On Teshima, I examined a conceptual model that reveals the thought processes involved in the next work by Chiharu Shiota and Tsuyoshi Tane. “Is it normal to make a model like this?” one of the staff members asked. “We always do,” was the answer. I was very impressed. Afterwards, I took in the view of the sea from a bench at Teshima Islandscape, an artwork beside the bistro Teshima Sengyo. It was a lovely feeling. I had the lunch set with fresh flounder made by the island women which was very tasty. In fact, I recommend all of the local seafood dishes. They’re delicious.
At 4:00 in the afternoon, I went to The Kagawa Museum to see the exhibition Amazing Graphics in the Edo Period. I highly recommend it. On display were about 2,000 works from illustrated natural history books produced by successive members of the ruling Matsudaira clan. It’s an astonishing collection of masterpieces unparalleled in their fine detail and artistic devices. Clearly, the Triennale is not just passionate about contemporary art, but also about the locale. It’s a journey that let’s us learn about the area and discover the value of what’s already there.

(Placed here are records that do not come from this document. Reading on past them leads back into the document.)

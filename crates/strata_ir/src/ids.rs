//! Opaque ID newtypes for simulation entities.
//!
//! Each ID is a thin `u32` wrapper that is `Copy`, `Hash`, and `Serialize`/`Deserialize`.
//! IDs are created by [`Arena::alloc`](crate::arena::Arena::alloc) and are only
//! meaningful for the simulator that allocated them.

use crate::arena::ArenaId;
use serde::{Deserialize, Serialize};
use std::fmt;

macro_rules! define_id {
    ($(#[$meta:meta])* $name:ident, $prefix:literal) => {
        $(#[$meta])*
        #[derive(Clone, Copy, PartialEq, Eq, PartialOrd, Ord, Hash, Debug, Serialize, Deserialize)]
        pub struct $name(u32);

        impl $name {
            /// Creates an ID from a raw `u32` index.
            pub fn from_raw(index: u32) -> Self {
                Self(index)
            }

            /// Returns the raw `u32` index.
            pub fn as_raw(self) -> u32 {
                self.0
            }
        }

        impl ArenaId for $name {
            fn from_raw(index: u32) -> Self {
                Self(index)
            }

            fn as_raw(self) -> u32 {
                self.0
            }
        }

        impl fmt::Display for $name {
            fn fmt(&self, f: &mut fmt::Formatter<'_>) -> fmt::Result {
                write!(f, concat!($prefix, "{}"), self.0)
            }
        }
    };
}

define_id!(
    /// Opaque, copyable ID for a signal owned by a simulator.
    SignalId,
    "sig"
);

define_id!(
    /// Opaque, copyable ID for a process spawned on a simulator.
    ProcessId,
    "proc"
);

define_id!(
    /// Opaque, copyable ID for a tristate bus.
    BusId,
    "bus"
);

#[cfg(test)]
mod tests {
    use super::*;
    use std::collections::HashSet;

    #[test]
    fn id_roundtrip() {
        let id = SignalId::from_raw(42);
        assert_eq!(id.as_raw(), 42);
    }

    #[test]
    fn id_hash_in_set() {
        let mut set = HashSet::new();
        set.insert(ProcessId::from_raw(1));
        set.insert(ProcessId::from_raw(2));
        set.insert(ProcessId::from_raw(1));
        assert_eq!(set.len(), 2);
    }

    #[test]
    fn id_display() {
        assert_eq!(SignalId::from_raw(3).to_string(), "sig3");
        assert_eq!(ProcessId::from_raw(0).to_string(), "proc0");
        assert_eq!(BusId::from_raw(9).to_string(), "bus9");
    }

    #[test]
    fn id_serde_roundtrip() {
        let id = BusId::from_raw(99);
        let json = serde_json::to_string(&id).unwrap();
        let restored: BusId = serde_json::from_str(&json).unwrap();
        assert_eq!(id, restored);
    }
}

After a bowl of Sanuki udon noodles at Waraya, I enjoyed Ram Katzir’s Suitcase in a Bottle, a work that floats on a pond and conjures up travelers, which in this day and age includes refugees, laborers, and tourists. This richly packed evening concluded with A Night of Kinema and Music in Yashima, a work that continues to develop and evolve with each performance. Movie narrator Raiko Sakamoto and the three talented musicians did a fabulous job.